Bajo su magistral dirección, aportaciones propias y los libros de su biblioteca personal, y sobre todo una humanidad sin límites con sus sabios consejos, efectúe luego la preparación de mi tesis doctoral sobre Antonio de Nebrija. Todavía recuerdo la alegría que como maestro y director de mi tesis sintió cuando le presenté los tres volúmenes de la misma, y guardo aún las notas preceptivas que me aconsejó para la defensa de la misma, que fue leída en el curso 1983-1984.
En el año 1984 don Antonio Fontán había obtenido la cátedra de Filología Latina de la Universidad Complutense y tuve entonces el gran honor de ser colaboradora suya.
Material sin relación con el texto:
//! Map-wide settings shared by every level of a map

use crate::Tile;
use serde::{Deserialize, Serialize};

/// Width and height of one level, in tiles
#[derive(Debug, Clone, Copy, PartialEq, Eq, Hash, Serialize, Deserialize)]
pub struct LevelSize {
    pub width: usize,
    pub height: usize,
}

impl LevelSize {
    pub const fn new(width: usize, height: usize) -> Self {
        Self { width, height }
    }
}

impl Default for LevelSize {
    /// Every GLEVNW01 level is 64x64
    fn default() -> Self {
        Self::new(64, 64)
    }
}

/// Map configuration
#[derive(Debug, Clone, PartialEq, Serialize, Deserialize)]
#[serde(default)]
pub struct MapConfig {
    pub level_width: usize,
    pub level_height: usize,
    /// Tile used for new levels and for cleared areas
    pub default_tile: Tile,
}

impl Default for MapConfig {
    fn default() -> Self {
        let size = LevelSize::default();
        Self {
            level_width: size.width,
            level_height: size.height,
            default_tile: Tile::default(),
        }
    }
}

impl MapConfig {
    pub fn level_size(&self) -> LevelSize {
        LevelSize::new(self.level_width, self.level_height)
    }
}

#[cfg(test)]
mod tests {
    use super::*;

    #[test]
    fn test_map_config_default() {
        let config = MapConfig::default();
        assert_eq!(config.level_size(), LevelSize::new(64, 64));
        assert_eq!(config.default_tile, Tile::new(0));
    }
}
//! One open document: a level map with its edit history
//!
//! Every edit goes through the [`EditLog`] so it can be undone, and every
//! level the edits touch is remembered as unsaved until it is written back.

use crate::commands::{
    follow_relocations, CreateNpcDiff, DeleteNpcDiff, Diff, EditLog, MoveNpcDiff, NpcFieldDiff,
    TileRegionDiff,
};
use crate::config::EditorConfig;
use gmap_core::{
    nw, FilesystemResolver, Level, LevelMap, MapError, Npc, NpcRef, Result, SingleLevelSource,
    Tile, TileGrid,
};
use std::collections::{BTreeSet, VecDeque};
use std::path::Path;

#[cfg_attr(feature = "bevy", derive(bevy::prelude::Resource))]
pub struct LevelDocument {
    map: LevelMap,
    history: EditLog,
    active_layer: usize,
    default_tile: Tile,
    unsaved: BTreeSet<(usize, usize)>,
}

impl std::fmt::Debug for LevelDocument {
    fn fmt(&self, f: &mut std::fmt::Formatter<'_>) -> std::fmt::Result {
        f.debug_struct("LevelDocument")
            .field("map", &self.map)
            .field("active_layer", &self.active_layer)
            .field("unsaved", &self.unsaved)
            .finish_non_exhaustive()
    }
}

impl LevelDocument {
    /// Wrap an already opened map
    pub fn with_map(map: LevelMap, config: &EditorConfig) -> Self {
        let mut document = Self {
            map,
            history: EditLog::new(config.history_limit),
            active_layer: 0,
            default_tile: config.map.default_tile,
            unsaved: BTreeSet::new(),
        };
        document.collect_changes();
        document
    }

    /// A fresh single level filled with the default tile, not yet saved anywhere
    pub fn new_level(config: &EditorConfig) -> Self {
        let size = config.map.level_size();
        let mut map = LevelMap::new(size);
        map.set_level(Level::with_fill(size, config.map.default_tile), 0, 0);
        Self::with_map(map, config)
    }

    /// Open a single level file
    pub fn open_level(path: &Path, config: &EditorConfig) -> Result<Self> {
        let map = LevelMap::open_level_file(path, config.map.level_size())?;
        tracing::info!("Opened level {:?}", path);
        Ok(Self::with_map(map, config))
    }

    /// Open a map descriptor, resolving level names below the configured
    /// search root (or the descriptor's directory)
    pub fn open_gmap(path: &Path, config: &EditorConfig) -> Result<Self> {
        let root = match &config.search_root {
            Some(root) => root.clone(),
            None => path.parent().map(Path::to_path_buf).unwrap_or_default(),
        };
        let mut resolver = FilesystemResolver::new(root);
        if !resolver.import_filename_cache() {
            resolver.update_cache();
        }
        let map = LevelMap::open_gmap(path, Box::new(resolver), config.map.level_size())?;
        Ok(Self::with_map(map, config))
    }

    pub fn map(&self) -> &LevelMap {
        &self.map
    }

    /// Direct map access. Changes made here are not recorded in the history.
    pub fn map_mut(&mut self) -> &mut LevelMap {
        &mut self.map
    }

    pub fn history(&self) -> &EditLog {
        &self.history
    }

    pub fn clear_history(&mut self) {
        self.history.clear();
    }

    pub fn active_layer(&self) -> usize {
        self.active_layer
    }

    pub fn set_active_layer(&mut self, layer: usize) {
        self.active_layer = layer;
    }

    pub fn default_tile(&self) -> Tile {
        self.default_tile
    }

    pub fn set_default_tile(&mut self, tile: Tile) {
        self.default_tile = tile;
    }

    fn collect_changes(&mut self) {
        for change in self.map.take_changes() {
            self.unsaved.insert((change.level_x, change.level_y));
        }
    }

    fn perform(&mut self, diff: Box<dyn Diff>) -> Result<bool> {
        let result = self.history.perform(diff, &mut self.map);
        self.collect_changes();
        result
    }

    /// Paste `tiles` with its top-left corner at a global position on the
    /// active layer, clipped to the map. Returns false when nothing overlaps.
    pub fn paste_tiles(&mut self, x: i64, y: i64, tiles: &TileGrid) -> Result<bool> {
        let left = x.max(0);
        let top = y.max(0);
        let right = (x + tiles.width() as i64).min(self.map.width_tiles() as i64);
        let bottom = (y + tiles.height() as i64).min(self.map.height_tiles() as i64);
        if right <= left || bottom <= top {
            return Ok(false);
        }

        let clipped = tiles.region(
            (left - x) as usize,
            (top - y) as usize,
            (right - left) as usize,
            (bottom - top) as usize,
        )?;
        let diff = TileRegionDiff::new(left as usize, top as usize, self.active_layer, clipped)
            .with_description("Paste Tiles");
        self.perform(Box::new(diff))
    }

    /// Copy a rectangle of the active layer
    pub fn copy_tiles(
        &mut self,
        x: usize,
        y: usize,
        width: usize,
        height: usize,
    ) -> Result<TileGrid> {
        if x + width > self.map.width_tiles() || y + height > self.map.height_tiles() {
            return Err(MapError::OutOfBounds {
                x: (x + width) as i64,
                y: (y + height) as i64,
                width: self.map.width_tiles(),
                height: self.map.height_tiles(),
            });
        }
        let mut grid = TileGrid::new(width, height);
        for dy in 0..height {
            for dx in 0..width {
                let tile = self.map.get_tile(x + dx, y + dy, self.active_layer)?;
                grid.set_tile(dx, dy, tile)?;
            }
        }
        Ok(grid)
    }

    /// Cut a rectangle out of the active layer, leaving default tiles behind
    pub fn lift_tiles(
        &mut self,
        x: usize,
        y: usize,
        width: usize,
        height: usize,
    ) -> Result<TileGrid> {
        let lifted = self.copy_tiles(x, y, width, height)?;
        let blank = TileGrid::filled(width, height, self.default_tile);
        let diff =
            TileRegionDiff::new(x, y, self.active_layer, blank).with_description("Lift Tiles");
        self.perform(Box::new(diff))?;
        Ok(lifted)
    }

    /// Flood fill the 4-connected area around a global position on the
    /// active layer. Cells without a level stop the fill.
    pub fn flood_fill(&mut self, x: usize, y: usize, tile: Tile) -> Result<bool> {
        let layer = self.active_layer;
        let target = self.map.get_tile(x, y, layer)?;
        if target == tile {
            return Ok(false);
        }

        let (map_width, map_height) = (self.map.width_tiles(), self.map.height_tiles());
        let mut visited = vec![false; map_width * map_height];
        let mut filled = Vec::new();
        let mut queue = VecDeque::from([(x, y)]);
        visited[y * map_width + x] = true;

        while let Some((cx, cy)) = queue.pop_front() {
            match self.map.get_tile(cx, cy, layer) {
                Ok(current) if current == target => filled.push((cx, cy)),
                Ok(_) | Err(MapError::LevelNotLoaded { .. }) => continue,
                Err(e) => return Err(e),
            }

            let mut neighbours = Vec::with_capacity(4);
            if cx > 0 {
                neighbours.push((cx - 1, cy));
            }
            if cy > 0 {
                neighbours.push((cx, cy - 1));
            }
            if cx + 1 < map_width {
                neighbours.push((cx + 1, cy));
            }
            if cy + 1 < map_height {
                neighbours.push((cx, cy + 1));
            }
            for (nx, ny) in neighbours {
                let index = ny * map_width + nx;
                if !visited[index] {
                    visited[index] = true;
                    queue.push_back((nx, ny));
                }
            }
        }

        let min_x = filled.iter().map(|p| p.0).min().unwrap_or(x);
        let max_x = filled.iter().map(|p| p.0).max().unwrap_or(x);
        let min_y = filled.iter().map(|p| p.1).min().unwrap_or(y);
        let max_y = filled.iter().map(|p| p.1).max().unwrap_or(y);

        // Positions outside the fill keep their tiles; missing levels are skipped by the diff
        let mut grid = TileGrid::new(max_x - min_x + 1, max_y - min_y + 1);
        for gy in min_y..=max_y {
            for gx in min_x..=max_x {
                if let Ok(current) = self.map.get_tile(gx, gy, layer) {
                    grid.set_tile(gx - min_x, gy - min_y, current)?;
                }
            }
        }
        for (fx, fy) in &filled {
            grid.set_tile(fx - min_x, fy - min_y, tile)?;
        }

        tracing::debug!("Flood fill covers {} tiles", filled.len());
        let diff = TileRegionDiff::new(min_x, min_y, layer, grid).with_description("Flood Fill");
        self.perform(Box::new(diff))
    }

    /// Place a new NPC at a global position in tiles
    pub fn create_npc(&mut self, x: f32, y: f32, mut npc: Npc) -> Result<NpcRef> {
        if x < 0.0 || y < 0.0 {
            return Err(MapError::OutOfBounds {
                x: x.floor() as i64,
                y: y.floor() as i64,
                width: self.map.width_tiles(),
                height: self.map.height_tiles(),
            });
        }
        let (level_x, level_y, _, _) = self.map.locate(x as usize, y as usize)?;
        let size = self.map.level_size();
        npc.set_level_x(x - (level_x * size.width) as f32);
        npc.set_level_y(y - (level_y * size.height) as f32);

        let placed = self.map.next_npc_ref(level_x, level_y)?;
        self.perform(Box::new(DeleteNpcDiff::new(placed, npc)))?;
        Ok(follow_relocations(self.history.last_relocations(), placed))
    }

    /// Delete an NPC and return the removed value
    pub fn delete_npc(&mut self, npc: &NpcRef) -> Result<Npc> {
        self.map.require_level(npc.level_x, npc.level_y)?;
        let removed = self.map.npc(npc)?.clone();
        self.perform(Box::new(CreateNpcDiff::new(*npc)))?;
        Ok(removed)
    }

    /// Move an NPC to a global position, updating `npc` if it changes level
    pub fn move_npc(&mut self, npc: &mut NpcRef, x: f32, y: f32) -> Result<()> {
        self.perform(Box::new(MoveNpcDiff::new(*npc, x, y)))?;
        *npc = follow_relocations(self.history.last_relocations(), *npc);
        Ok(())
    }

    /// Replace the image and script of an NPC. Returns false when nothing differs.
    pub fn update_npc(&mut self, npc: &NpcRef, image: &str, script: &str) -> Result<bool> {
        self.map.require_level(npc.level_x, npc.level_y)?;
        let current = self.map.npc(npc)?;
        if current.image == image && current.script == script {
            return Ok(false);
        }
        let fields = Npc::new(image, script);
        self.perform(Box::new(NpcFieldDiff::new(*npc, fields)))
    }

    pub fn undo(&mut self) -> Result<bool> {
        let result = self.history.undo(&mut self.map);
        self.collect_changes();
        result
    }

    pub fn redo(&mut self) -> Result<bool> {
        let result = self.history.redo(&mut self.map);
        self.collect_changes();
        result
    }

    pub fn is_modified(&self) -> bool {
        !self.unsaved.is_empty()
    }

    pub fn is_level_unsaved(&self, x: usize, y: usize) -> bool {
        self.unsaved.contains(&(x, y))
    }

    /// Cells with changes not yet written to disk
    pub fn unsaved_levels(&self) -> impl Iterator<Item = (usize, usize)> + '_ {
        self.unsaved.iter().copied()
    }

    /// Write a level back to where it came from.
    ///
    /// Returns false when the level has no file yet; use [`save_level_as`](Self::save_level_as).
    pub fn save_level(&mut self, x: usize, y: usize) -> Result<bool> {
        let has_file = self
            .map
            .source()
            .is_some_and(|source| !source.level_name(x, y).is_empty());
        if !has_file {
            return Ok(false);
        }
        self.map.save_level(x, y)?;
        self.unsaved.remove(&(x, y));
        Ok(true)
    }

    /// Write a level to a new file, which becomes its file from then on
    pub fn save_level_as(&mut self, x: usize, y: usize, path: &Path) -> Result<()> {
        let level = self
            .map
            .loaded_level(x, y)
            .ok_or(MapError::LevelNotLoaded { x, y })?;
        nw::save_level(level, path)?;

        match self.map.source_mut() {
            Some(source) => source.set_level_name(x, y, &path.to_string_lossy()),
            None => self.map.set_source(Box::new(SingleLevelSource::new(path))),
        }
        self.unsaved.remove(&(x, y));
        tracing::info!("Saved level ({}, {}) as {:?}", x, y, path);
        Ok(())
    }

    /// Save every unsaved level that has a file. Returns how many were written.
    pub fn save_all(&mut self) -> Result<usize> {
        let pending: Vec<_> = self.unsaved.iter().copied().collect();
        let mut saved = 0;
        for (x, y) in pending {
            if self.save_level(x, y)? {
                saved += 1;
            }
        }
        Ok(saved)
    }
}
Incluso he de añadir que de manera poco usual, para el contexto general de la universidad, me permitió asistir y preparar sus clases de Sintaxis latina, y de textos, en esta ocasión Tito Livio, y el curso de doctorado sobre el Humanismo Español; le gustaba a don Antonio, como buen profesor que era, estar presente en mis exposiciones ante los alumnos y después comentarme sus opiniones sobre las mismas. Del mismo modo lo hacía en mi labor continuada como investigadora del Humanismo.
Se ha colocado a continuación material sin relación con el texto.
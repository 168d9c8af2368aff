//! Tiles and the radix-64 tile code used by level files

use crate::{MapError, Result};
use serde::{Deserialize, Serialize};

/// Tile index meaning "draw nothing, let lower layers show through"
pub const TRANSPARENT_INDEX: i32 = -1;

/// Alphabet of the tile code, one 6-bit digit per character
pub const TILE_CODE_ALPHABET: &[u8; 64] =
    b"ABCDEFGHIJKLMNOPQRSTUVWXYZabcdefghijklmnopqrstuvwxyz0123456789+/";

/// Characters per tile in a `BOARD` row (12 bits, indices 0..4095)
pub const TILE_CODE_LEN: usize = 2;

/// `BOARD` code value standing for a transparent tile (all 12 bits set)
pub const TRANSPARENT_CODE: u32 = (1 << (6 * TILE_CODE_LEN)) - 1;

// Tileset image layout: pages of 16x32 tiles stacked side by side
/// Tiles per tileset row within one page
pub const TILESET_PAGE_COLUMNS: u32 = 16;
/// Rows per tileset page
pub const TILESET_PAGE_ROWS: u32 = 32;
/// Tiles per tileset page
pub const TILESET_PAGE_SIZE: u32 = TILESET_PAGE_COLUMNS * TILESET_PAGE_ROWS;

/// A reference into the tileset image
#[derive(Debug, Clone, Copy, Default, PartialEq, Eq, Hash, Serialize, Deserialize)]
pub struct Tile {
    pub index: i32,
}

impl Tile {
    pub const fn new(index: i32) -> Self {
        Self { index }
    }

    pub const fn transparent() -> Self {
        Self {
            index: TRANSPARENT_INDEX,
        }
    }

    #[inline]
    pub fn is_transparent(&self) -> bool {
        self.index == TRANSPARENT_INDEX
    }

    /// Encode this tile as a `BOARD` code. Negative indices keep their low bits,
    /// so a transparent tile writes [`TRANSPARENT_CODE`].
    pub fn encode(&self) -> String {
        encode_tile_code(self.index as u32, TILE_CODE_LEN)
    }

    /// Decode a single `BOARD` code. [`TRANSPARENT_CODE`] reads back as a
    /// transparent tile.
    pub fn decode(code: &str) -> Result<Self> {
        match decode_tile_code(code)? {
            TRANSPARENT_CODE => Ok(Self::transparent()),
            index => Ok(Self::new(index as i32)),
        }
    }
}

/// Value of one tile code character, if it belongs to the alphabet
#[inline]
fn digit_value(c: u8) -> Option<u32> {
    match c {
        b'A'..=b'Z' => Some((c - b'A') as u32),
        b'a'..=b'z' => Some((c - b'a') as u32 + 26),
        b'0'..=b'9' => Some((c - b'0') as u32 + 52),
        b'+' => Some(62),
        b'/' => Some(63),
        _ => None,
    }
}

/// Decode a tile code, most significant character first
pub fn decode_tile_code(code: &str) -> Result<u32> {
    let mut value: u32 = 0;
    for c in code.bytes() {
        let digit = digit_value(c).ok_or_else(|| MapError::InvalidEncoding(code.to_string()))?;
        value = value
            .checked_mul(64)
            .map(|v| v | digit)
            .ok_or_else(|| MapError::InvalidEncoding(code.to_string()))?;
    }
    Ok(value)
}

/// Encode `value` as exactly `len` tile code characters.
///
/// Bits above `6 * len` are dropped, short values are padded with `'A'`.
pub fn encode_tile_code(value: u32, len: usize) -> String {
    (0..len)
        .rev()
        .map(|digit| {
            let shift = digit * 6;
            let bits = if shift >= 32 { 0 } else { (value >> shift) & 0x3F };
            TILE_CODE_ALPHABET[bits as usize] as char
        })
        .collect()
}

/// Position of a tile inside the tileset image, in tiles
#[inline]
pub fn tile_image_position(index: u32) -> (u32, u32) {
    let page = index / TILESET_PAGE_SIZE;
    let x = index % TILESET_PAGE_COLUMNS + page * TILESET_PAGE_COLUMNS;
    let y = index / TILESET_PAGE_COLUMNS - page * TILESET_PAGE_ROWS;
    (x, y)
}

/// Tile index at a position inside the tileset image
#[inline]
pub fn tile_index_at(x: u32, y: u32) -> u32 {
    (x / TILESET_PAGE_COLUMNS) * TILESET_PAGE_SIZE
        + x % TILESET_PAGE_COLUMNS
        + y * TILESET_PAGE_COLUMNS
}

#[cfg(test)]
mod tests {
    use super::*;

    #[test]
    fn test_decode_known_codes() {
        assert_eq!(decode_tile_code("AA").unwrap(), 0);
        assert_eq!(decode_tile_code("AB").unwrap(), 1);
        assert_eq!(decode_tile_code("BA").unwrap(), 64);
        assert_eq!(decode_tile_code("//").unwrap(), 4095);
        assert_eq!(decode_tile_code("").unwrap(), 0);
    }

    #[test]
    fn test_decode_rejects_foreign_characters() {
        assert!(matches!(
            decode_tile_code("A*"),
            Err(MapError::InvalidEncoding(code)) if code == "A*"
        ));
        assert!(decode_tile_code("A ").is_err());
    }

    #[test]
    fn test_code_round_trip() {
        for index in 0..4096 {
            let code = encode_tile_code(index, TILE_CODE_LEN);
            assert_eq!(code.len(), 2);
            assert_eq!(decode_tile_code(&code).unwrap(), index);
        }
    }

    #[test]
    fn test_encode_truncates_and_pads() {
        assert_eq!(encode_tile_code(1, 3), "AAB");
        assert_eq!(encode_tile_code(4096 + 5, 2), "AF");
        assert_eq!(Tile::transparent().encode(), "//");
    }

    #[test]
    fn test_transparent_tile_survives_encoding() {
        let code = Tile::transparent().encode();
        assert_eq!(Tile::decode(&code).unwrap(), Tile::transparent());
        assert_eq!(Tile::decode("/+").unwrap(), Tile::new(4094));
        assert_eq!(Tile::decode("AH").unwrap(), Tile::new(7));
    }

    #[test]
    fn test_tile_image_position() {
        assert_eq!(tile_image_position(0), (0, 0));
        assert_eq!(tile_image_position(15), (15, 0));
        assert_eq!(tile_image_position(16), (0, 1));
        assert_eq!(tile_image_position(511), (15, 31));
        assert_eq!(tile_image_position(512), (16, 0));
        assert_eq!(tile_image_position(1023), (31, 31));
    }

    #[test]
    fn test_tile_index_inverts_position() {
        for index in 0..4096 {
            let (x, y) = tile_image_position(index);
            assert_eq!(tile_index_at(x, y), index);
        }
    }

    #[test]
    fn test_default_tile_is_opaque() {
        let tile = Tile::default();
        assert_eq!(tile.index, 0);
        assert!(!tile.is_transparent());
        assert!(Tile::transparent().is_transparent());
    }
}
Después de su jubilación y hasta la fecha de su fallecimiento, a nuestra relación como maestro-discípula se ha añadido la de la amistad fiel de Séneca: don Antonio siempre mantuvo vivo ese interés porque le comentara tanto mi labor docente como mis trabajos de investigación, seminarios, exposiciones o conferencias etc., ofreciéndome a la vez su sabiduría y sus opiniones a través de largas conversaciones, en las que también íbamos hablando de sus obras en curso: su último libro, Príncipes y humanistas, cuya presentación fue hace unos meses, o bien me leía y comentaba su Cicerón. Nuestra última conversación tuvo lugar el 15 de octubre del 2009, día de su cumpleaños, en la que todavía me deseó suerte en mi próximo viaje a Italia, donde debía impartir un seminario en el Doctorado Europeo.

Mi maestro y amigo don Antonio Fontán es por su calidad humana y su sabiduría un humanista del siglo XX y un ejemplo a seguir para todos sus alumnos en el siglo XXI, que gracias a su maestría podremos transmitir sus enseñanzas y sus saberes a las siguientes generaciones. A don Antonio Fontán siempre le gustó una frase (que según me confesó había tomado del Catolicón de Johannes Ianua, del siglo XIV) que la hizo grabar en su ex libris y que define su gran amor que siempre tuvo por la enseñanza y por los libros: Haurit aquam cribro, qui discere vult sine libro (Quien quiere aprender sin el libro cuela el agua por un colador A. ex libris. F.)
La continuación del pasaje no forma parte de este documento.